I have been meaning to write about this for a bit over a week now but have finally gotten around to it. Let’s sit back and compare Mexico’s cellular system to our own, and see how good ours is in comparison…

The country has around 110 million people, as opposed to a bit over 300 million here in the US. Land area is disproportionately smaller vs. the population. As to cell service, the top ten carriers alone in the US probably have 250 million subscribers, but then again you’ve got lots of small U.S. phone services that may make up for another several million people with cell service. This is actually an amazingly high ratio compared with Mexico, where a mere 65-ish million customers. Looks like four carriers dominate the space, with one being a near-monopolistic leader…
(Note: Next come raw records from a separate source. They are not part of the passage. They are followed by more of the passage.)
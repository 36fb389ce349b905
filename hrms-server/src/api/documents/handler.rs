//! 证件处理函数

use axum::{
    Extension, Json,
    extract::{Multipart, Path, State},
    http::{HeaderMap, HeaderValue, header},
};
use uuid::Uuid;

use crate::api::load_employee_id;
use crate::audit_log;
use crate::auth::CurrentUser;
use crate::auth::permissions::HR_ROLES;
use crate::core::ServerState;
use crate::db::repository::{document as document_repo, employee as employee_repo};
use crate::utils::validation::{MAX_SHORT_TEXT_LEN, validate_required_text};
use crate::utils::{AppError, AppResult};
use shared::models::{ApprovalDecision, ApprovalStatus, EmployeeDocument};

/// 允许的上传类型 → 存储扩展名
fn extension_for(content_type: &str) -> Option<&'static str> {
    match content_type {
        "application/pdf" => Some("pdf"),
        "image/png" => Some("png"),
        "image/jpeg" => Some("jpg"),
        _ => None,
    }
}

/// 非 HR 用户只能操作自己档案下的证件
async fn ensure_doc_access(
    state: &ServerState,
    user: &CurrentUser,
    doc: &EmployeeDocument,
) -> AppResult<bool> {
    if user.has_role(HR_ROLES) {
        return Ok(false);
    }
    let own = load_employee_id(state, user).await?;
    if doc.employee_id != own {
        return Err(AppError::forbidden("You can only access your own documents"));
    }
    Ok(true)
}

/// POST /api/documents - 上传证件 (multipart)
///
/// 字段：`file` (必填)、`document_type` (必填)、`employee_id` (HR 代传时可选)。
pub async fn upload(
    State(state): State<ServerState>,
    Extension(user): Extension<CurrentUser>,
    mut multipart: Multipart,
) -> AppResult<Json<EmployeeDocument>> {
    let mut file: Option<(String, String, Vec<u8>)> = None;
    let mut document_type: Option<String> = None;
    let mut explicit_employee: Option<i64> = None;

    while let Some(field) = multipart
        .next_field()
        .await
        .map_err(|e| AppError::invalid_request(format!("Malformed multipart body: {e}")))?
    {
        match field.name() {
            Some("file") => {
                let file_name = field.file_name().unwrap_or("upload").to_string();
                let content_type = field
                    .content_type()
                    .unwrap_or("application/octet-stream")
                    .to_string();
                let bytes = field
                    .bytes()
                    .await
                    .map_err(|e| AppError::invalid_request(format!("Failed to read file: {e}")))?;
                file = Some((file_name, content_type, bytes.to_vec()));
            }
            Some("document_type") => {
                let text = field
                    .text()
                    .await
                    .map_err(|e| AppError::invalid_request(format!("Malformed field: {e}")))?;
                document_type = Some(text);
            }
            Some("employee_id") => {
                let text = field
                    .text()
                    .await
                    .map_err(|e| AppError::invalid_request(format!("Malformed field: {e}")))?;
                let id = text
                    .trim()
                    .parse::<i64>()
                    .map_err(|_| AppError::validation("employee_id must be an integer"))?;
                explicit_employee = Some(id);
            }
            _ => {}
        }
    }

    let (file_name, content_type, data) =
        file.ok_or_else(|| AppError::validation("file field is required"))?;
    let document_type =
        document_type.ok_or_else(|| AppError::validation("document_type field is required"))?;
    validate_required_text(&document_type, "document_type", MAX_SHORT_TEXT_LEN)?;

    let employee_id = match explicit_employee {
        Some(id) => {
            if !user.has_role(HR_ROLES) {
                let own = load_employee_id(&state, &user).await?;
                if own != id {
                    return Err(AppError::forbidden(
                        "You can only upload documents for yourself",
                    ));
                }
            }
            id
        }
        None => load_employee_id(&state, &user).await?,
    };

    if employee_repo::find_by_id(&state.pool(), employee_id)
        .await?
        .is_none()
    {
        return Err(AppError::not_found(format!("Employee {employee_id}")));
    }

    let ext = extension_for(&content_type).ok_or_else(|| {
        AppError::validation(format!(
            "Unsupported content type: {content_type} (expected PDF, PNG or JPEG)"
        ))
    })?;
    if data.is_empty() {
        return Err(AppError::validation("Uploaded file is empty"));
    }
    if data.len() > state.config.max_upload_bytes {
        return Err(AppError::validation(format!(
            "File too large ({} bytes, max {})",
            data.len(),
            state.config.max_upload_bytes
        )));
    }

    let stored_name = format!("{}.{ext}", Uuid::new_v4());
    let dest = state.upload_dir().join(&stored_name);
    tokio::fs::write(&dest, &data)
        .await
        .map_err(|e| AppError::internal(format!("Failed to store upload: {e}")))?;

    let doc = document_repo::create(
        &state.pool(),
        employee_id,
        &document_type,
        &file_name,
        &stored_name,
        &content_type,
        data.len() as i64,
        user.id,
    )
    .await?;

    audit_log!(
        "document_uploaded",
        actor_id = user.id,
        document_id = doc.id,
        employee_id = employee_id,
        document_type = doc.document_type.clone(),
        file_size = doc.file_size
    );

    Ok(Json(doc))
}

/// GET /api/documents - 列出自己的证件
pub async fn list_own(
    State(state): State<ServerState>,
    Extension(user): Extension<CurrentUser>,
) -> AppResult<Json<Vec<EmployeeDocument>>> {
    let employee_id = load_employee_id(&state, &user).await?;
    let docs = document_repo::find_by_employee(&state.pool(), employee_id).await?;
    Ok(Json(docs))
}

/// GET /api/documents/employee/{employee_id} - 列出指定员工的证件 (HR)
pub async fn list_for_employee(
    State(state): State<ServerState>,
    Path(employee_id): Path<i64>,
) -> AppResult<Json<Vec<EmployeeDocument>>> {
    let docs = document_repo::find_by_employee(&state.pool(), employee_id).await?;
    Ok(Json(docs))
}

/// GET /api/documents/{id} - 证件元数据
pub async fn get_one(
    State(state): State<ServerState>,
    Extension(user): Extension<CurrentUser>,
    Path(id): Path<i64>,
) -> AppResult<Json<EmployeeDocument>> {
    let doc = document_repo::find_by_id(&state.pool(), id)
        .await?
        .ok_or_else(|| AppError::not_found(format!("Document {id}")))?;
    ensure_doc_access(&state, &user, &doc).await?;
    Ok(Json(doc))
}

/// GET /api/documents/{id}/download - 下载证件文件
pub async fn download(
    State(state): State<ServerState>,
    Extension(user): Extension<CurrentUser>,
    Path(id): Path<i64>,
) -> AppResult<(HeaderMap, Vec<u8>)> {
    let doc = document_repo::find_by_id(&state.pool(), id)
        .await?
        .ok_or_else(|| AppError::not_found(format!("Document {id}")))?;
    ensure_doc_access(&state, &user, &doc).await?;

    let path = state.upload_dir().join(&doc.stored_name);
    let data = tokio::fs::read(&path)
        .await
        .map_err(|e| AppError::internal(format!("Failed to read stored file: {e}")))?;

    let mut headers = HeaderMap::new();
    headers.insert(
        header::CONTENT_TYPE,
        HeaderValue::from_str(&doc.content_type)
            .unwrap_or(HeaderValue::from_static("application/octet-stream")),
    );
    let disposition = format!(
        "attachment; filename=\"{}\"",
        doc.file_name.replace('"', "'")
    );
    headers.insert(
        header::CONTENT_DISPOSITION,
        HeaderValue::from_str(&disposition)
            .map_err(|e| AppError::internal(format!("Invalid filename header: {e}")))?,
    );

    Ok((headers, data))
}

/// DELETE /api/documents/{id} - 删除证件
///
/// 本人只能删除尚未审核的；HR 可删任意状态。
pub async fn remove(
    State(state): State<ServerState>,
    Extension(user): Extension<CurrentUser>,
    Path(id): Path<i64>,
) -> AppResult<Json<bool>> {
    let doc = document_repo::find_by_id(&state.pool(), id)
        .await?
        .ok_or_else(|| AppError::not_found(format!("Document {id}")))?;

    let is_owner = ensure_doc_access(&state, &user, &doc).await?;
    if is_owner && doc.status.is_final() {
        return Err(AppError::validation(
            "Reviewed documents can only be removed by HR",
        ));
    }

    document_repo::delete(&state.pool(), id).await?;

    // 文件清理尽力而为，孤儿文件不影响接口结果
    let _ = tokio::fs::remove_file(state.upload_dir().join(&doc.stored_name)).await;

    audit_log!(
        "document_deleted",
        actor_id = user.id,
        document_id = id,
        employee_id = doc.employee_id
    );

    Ok(Json(true))
}

async fn decide(
    state: &ServerState,
    user: &CurrentUser,
    id: i64,
    status: ApprovalStatus,
    comment: Option<&str>,
) -> AppResult<EmployeeDocument> {
    let doc = document_repo::set_status(&state.pool(), id, status, user.id, comment).await?;

    audit_log!(
        "document_reviewed",
        actor_id = user.id,
        document_id = id,
        employee_id = doc.employee_id,
        status = status.as_str()
    );

    if let Some(emp) = employee_repo::find_by_id(&state.pool(), doc.employee_id).await? {
        state
            .mailer()
            .send_document_decision(
                &emp.email,
                &format!("{} {}", emp.first_name, emp.last_name),
                &doc.document_type,
                status,
                comment,
            )
            .await;
    }

    Ok(doc)
}

/// POST /api/documents/{id}/approve - 通过证件审核 (HR)
pub async fn approve(
    State(state): State<ServerState>,
    Extension(user): Extension<CurrentUser>,
    Path(id): Path<i64>,
    Json(decision): Json<ApprovalDecision>,
) -> AppResult<Json<EmployeeDocument>> {
    let doc = decide(
        &state,
        &user,
        id,
        ApprovalStatus::Approved,
        decision.comment.as_deref(),
    )
    .await?;
    Ok(Json(doc))
}

/// POST /api/documents/{id}/reject - 驳回证件审核 (HR)
pub async fn reject(
    State(state): State<ServerState>,
    Extension(user): Extension<CurrentUser>,
    Path(id): Path<i64>,
    Json(decision): Json<ApprovalDecision>,
) -> AppResult<Json<EmployeeDocument>> {
    let doc = decide(
        &state,
        &user,
        id,
        ApprovalStatus::Rejected,
        decision.comment.as_deref(),
    )
    .await?;
    Ok(Json(doc))
}

#[cfg(test)]
mod tests {
    use super::*;

    #[test]
    fn test_extension_for_allowed_types() {
        assert_eq!(extension_for("application/pdf"), Some("pdf"));
        assert_eq!(extension_for("image/png"), Some("png"));
        assert_eq!(extension_for("image/jpeg"), Some("jpg"));
        assert_eq!(extension_for("application/zip"), None);
        assert_eq!(extension_for("text/html"), None);
    }
}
The Numero Uno, as it were, for Mexican cellular, is Telcel, with a staggering 74% of ALL cellular customers in its grip. Think AT&T back when they were renting you your phone. Okay, not that bad but still, Telcel is in a similar position to AT&T, complete with GSM technology and the number one spot in the Mexican cellular industry. Granted, it’s smaller than the top three carriers in the nation above it, but still…

Anyway, you can get their phones, both prepaid and postpaid, practically everywhere and, due to licenses in both 800 and 1900 MHz GSM, coverage is good too. Though the coverage map sort of looks like T-Mobile in the U.S. to tell you the truth. In other news, just recently (about a month and a half ago) Telcel launched 3G service in some of Mexico’s larger cities. Generally sounds like AT&T, except a few years later. It also seems like they have 55% of their employees dedicated to customer service…wonder what the figure is like in other carriers.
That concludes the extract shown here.